He wonders how long after this he started loving Lily, and thinks that perhaps it's been her entire life, but he'd been too young (too innocent, like she once was) to notice. From the first smiles, the first tears, the first time she'd said his name—he'd been all hers.

Andromeda understands his pain, without really knowing it, and they sit together, with their arms around each other rather awkwardly—unsure of who is comforting who—and cry.

It is long after morning when Teddy becomes aware of much anything. His legs are numb from where they'd been tucked awkwardly beneath his chair, and his arms are sore. Andromeda isn't sleeping, but her eyes are closed, and her breathing even.

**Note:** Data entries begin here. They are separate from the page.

//! Key-value store abstraction
//!
//! The persistence collaborator is a plain key-value store of JSON strings.
//! Each budget collection is stored whole under a fixed key.

use std::collections::HashMap;
use std::sync::RwLock;

use crate::error::{TallyError, TallyResult};

/// A key-value store of serialized JSON collections
pub trait KeyValueStore {
    /// Fetch the value for a key, if one has been stored
    fn get(&self, key: &str) -> TallyResult<Option<String>>;

    /// Store a value under a key, replacing any previous value
    fn set(&self, key: &str, value: &str) -> TallyResult<()>;
}

/// In-memory store backed by a map, used in tests
#[derive(Debug, Default)]
pub struct MemoryStore {
    entries: RwLock<HashMap<String, String>>,
}

impl MemoryStore {
    pub fn new() -> Self {
        Self::default()
    }
}

impl KeyValueStore for MemoryStore {
    fn get(&self, key: &str) -> TallyResult<Option<String>> {
        let entries = self
            .entries
            .read()
            .map_err(|e| TallyError::Storage(format!("Failed to acquire read lock: {}", e)))?;
        Ok(entries.get(key).cloned())
    }

    fn set(&self, key: &str, value: &str) -> TallyResult<()> {
        let mut entries = self
            .entries
            .write()
            .map_err(|e| TallyError::Storage(format!("Failed to acquire write lock: {}", e)))?;
        entries.insert(key.to_string(), value.to_string());
        Ok(())
    }
}

#[cfg(test)]
mod tests {
    use super::*;

    #[test]
    fn test_get_missing_key() {
        let store = MemoryStore::new();
        assert_eq!(store.get("absent").unwrap(), None);
    }

    #[test]
    fn test_set_and_get() {
        let store = MemoryStore::new();
        store.set("budget-income", r#"{"monthly":300000}"#).unwrap();

        assert_eq!(
            store.get("budget-income").unwrap().as_deref(),
            Some(r#"{"monthly":300000}"#)
        );
    }

    #[test]
    fn test_set_replaces_value() {
        let store = MemoryStore::new();
        store.set("key", "one").unwrap();
        store.set("key", "two").unwrap();

        assert_eq!(store.get("key").unwrap().as_deref(), Some("two"));
    }
}
//! Budget overview: derived totals and category breakdown
//!
//! Everything here is a pure function of a [`BudgetBook`] snapshot, so the
//! numbers can be recomputed after every edit and unit tested without any
//! storage or terminal involved.

use crate::models::{BudgetBook, Category, Expenses, Money};

use super::insights::Insight;

/// All derived totals for a budget snapshot
#[derive(Debug, Clone, Copy, PartialEq, Eq)]
pub struct Totals {
    pub total_income: Money,
    pub total_fixed: Money,
    pub total_variable: Money,
    pub total_expenses: Money,
    pub total_credit_card_debt: Money,
    pub total_credit_card_payments: Money,
    pub total_loan_debt: Money,
    pub total_loan_payments: Money,
    pub total_debt: Money,
    pub total_debt_payments: Money,
    pub total_savings_goal: Money,
    /// Income minus expenses minus debt payments; negative means overspending
    pub remaining: Money,
}

impl Totals {
    /// Compute all totals from a snapshot
    pub fn compute(book: &BudgetBook) -> Self {
        let total_income = book.income.total();
        let total_fixed = book.expenses.total_fixed();
        let total_variable = book.expenses.total_variable();
        let total_expenses = total_fixed + total_variable;

        let total_credit_card_debt = book.credit_cards.iter().map(|c| c.balance).sum();
        let total_credit_card_payments = book.credit_cards.iter().map(|c| c.min_payment).sum();
        let total_loan_debt = book.loans.iter().map(|l| l.balance).sum();
        let total_loan_payments = book.loans.iter().map(|l| l.payment).sum();
        let total_debt = total_credit_card_debt + total_loan_debt;
        let total_debt_payments = total_credit_card_payments + total_loan_payments;

        let total_savings_goal = book.savings.iter().map(|g| g.target).sum();
        let remaining = total_income - total_expenses - total_debt_payments;

        Self {
            total_income,
            total_fixed,
            total_variable,
            total_expenses,
            total_credit_card_debt,
            total_credit_card_payments,
            total_loan_debt,
            total_loan_payments,
            total_debt,
            total_debt_payments,
            total_savings_goal,
            remaining,
        }
    }

    /// Remaining income as a share of total income, for display
    pub fn remaining_percent_of_income(&self) -> f64 {
        if self.total_income.is_positive() {
            self.remaining.cents() as f64 / self.total_income.cents() as f64 * 100.0
        } else {
            0.0
        }
    }
}

/// One row of the category breakdown: a category and its summed amount
#[derive(Debug, Clone, PartialEq, Eq)]
pub struct CategoryRow {
    pub category: Category,
    pub amount: Money,
}

/// Group all expenses (fixed and variable) by category
///
/// Uncategorized expenses fall under Other. Categories with no spending are
/// omitted; rows come out in the fixed category-set order.
pub fn expenses_by_category(expenses: &Expenses) -> Vec<CategoryRow> {
    Category::ALL
        .iter()
        .filter_map(|&category| {
            let amount: Money = expenses
                .iter_all()
                .filter(|e| e.category_or_other() == category)
                .map(|e| e.amount)
                .sum();
            if amount.is_zero() {
                None
            } else {
                Some(CategoryRow { category, amount })
            }
        })
        .collect()
}

/// The full overview report: totals, category breakdown, insights
#[derive(Debug, Clone)]
pub struct OverviewReport {
    pub totals: Totals,
    pub by_category: Vec<CategoryRow>,
    pub insights: Vec<Insight>,
}

impl OverviewReport {
    /// Generate the overview for a snapshot
    pub fn generate(book: &BudgetBook) -> Self {
        let totals = Totals::compute(book);
        Self {
            by_category: expenses_by_category(&book.expenses),
            insights: Insight::evaluate(book, &totals),
            totals,
        }
    }

    /// Format the report for terminal display
    pub fn format_terminal(&self) -> String {
        let mut output = String::new();
        let t = &self.totals;

        output.push_str("Budget Overview\n");
        output.push_str(&"=".repeat(50));
        output.push('\n');

        output.push_str(&format!("{:<28} {:>15}\n", "Total Income", t.total_income));
        output.push_str(&format!(
            "{:<28} {:>15}\n",
            "Total Expenses", t.total_expenses
        ));
        output.push_str(&format!(
            "  {:<26} {:>15}\n",
            "Fixed", t.total_fixed
        ));
        output.push_str(&format!(
            "  {:<26} {:>15}\n",
            "Variable", t.total_variable
        ));
        output.push_str(&format!("{:<28} {:>15}\n", "Total Debt", t.total_debt));
        output.push_str(&format!(
            "  {:<26} {:>15}\n",
            "Credit cards", t.total_credit_card_debt
        ));
        output.push_str(&format!("  {:<26} {:>15}\n", "Loans", t.total_loan_debt));
        output.push_str(&format!(
            "{:<28} {:>15}\n",
            "Monthly Debt Payments", t.total_debt_payments
        ));
        output.push_str(&format!(
            "{:<28} {:>15}\n",
            "Savings Goal Target", t.total_savings_goal
        ));
        output.push_str(&"-".repeat(50));
        output.push('\n');
        output.push_str(&format!(
            "{:<28} {:>15}\n",
            "After Debt Payments", t.remaining
        ));
        output.push_str(&format!(
            "{:<28} {:>14.1}%\n",
            "Share of Income",
            t.remaining_percent_of_income()
        ));

        if !self.by_category.is_empty() {
            output.push('\n');
            output.push_str("Expenses by Category\n");
            output.push_str(&"-".repeat(50));
            output.push('\n');
            for row in &self.by_category {
                output.push_str(&format!(
                    "{:<28} {:>15}\n",
                    row.category.name(),
                    row.amount
                ));
            }
        }

        if !self.insights.is_empty() {
            output.push('\n');
            output.push_str("Quick Insights\n");
            output.push_str(&"-".repeat(50));
            output.push('\n');
            for insight in &self.insights {
                output.push_str(&format!("- {}\n", insight.message()));
            }
        }

        output
    }
}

"Nana, I think I need to see Lily," he rasps, his voice sore and a lump settled in his throat which won't move. It is in this state that he apparates into the Potter's front yard. He deflects the Beater—the only form of ward on the place—with a simple spell and then marches through the snow towards the front door.

When he knocks, James opens the door, wearing a Weasley sweater from last Christmas, judging by how it stretches across his shoulder—James was significantly slimmer last Christmas. "Hey, mate," he yawns, scratching his neck. "Looking for Lils?"

"Yeah," Teddy murmurs, licking his lips. They're cracked and his eyes feel puffy. He imagines he must look like a wreck, but he doesn't care. Lily needs him.

"She's upstairs. She hasn't left her room all day. She's been in a right state. Hexed Al when he attempted to get his owl back from her room ..." James says, jabbing a thumb over his shoulder at the stairs. Teddy nods and goes off towards the stairs—willing his hair to change to his favourite, and Lily's, an acid green that's always cheered her up. He thinks maybe he needs all the help he can get.

When he pushes open the door, Lily doesn't sit up. She's lying across her bed, her head dangling over the edge of the bed—her swirl of red curls brushing the carpet.

"Lily," he breathes, like a thirsty man seeing water. (_A perfect analogy_, he thinks and almost chokes on the irony. _She's more like fire anyways. He's bound to get burnt_.) "Lily ... Lily." He wants to gather her into his arms, and press her against his side—where she's fit perfectly since she was only four and started the nightmares. But chances are she'd push him away and his heart can't take this.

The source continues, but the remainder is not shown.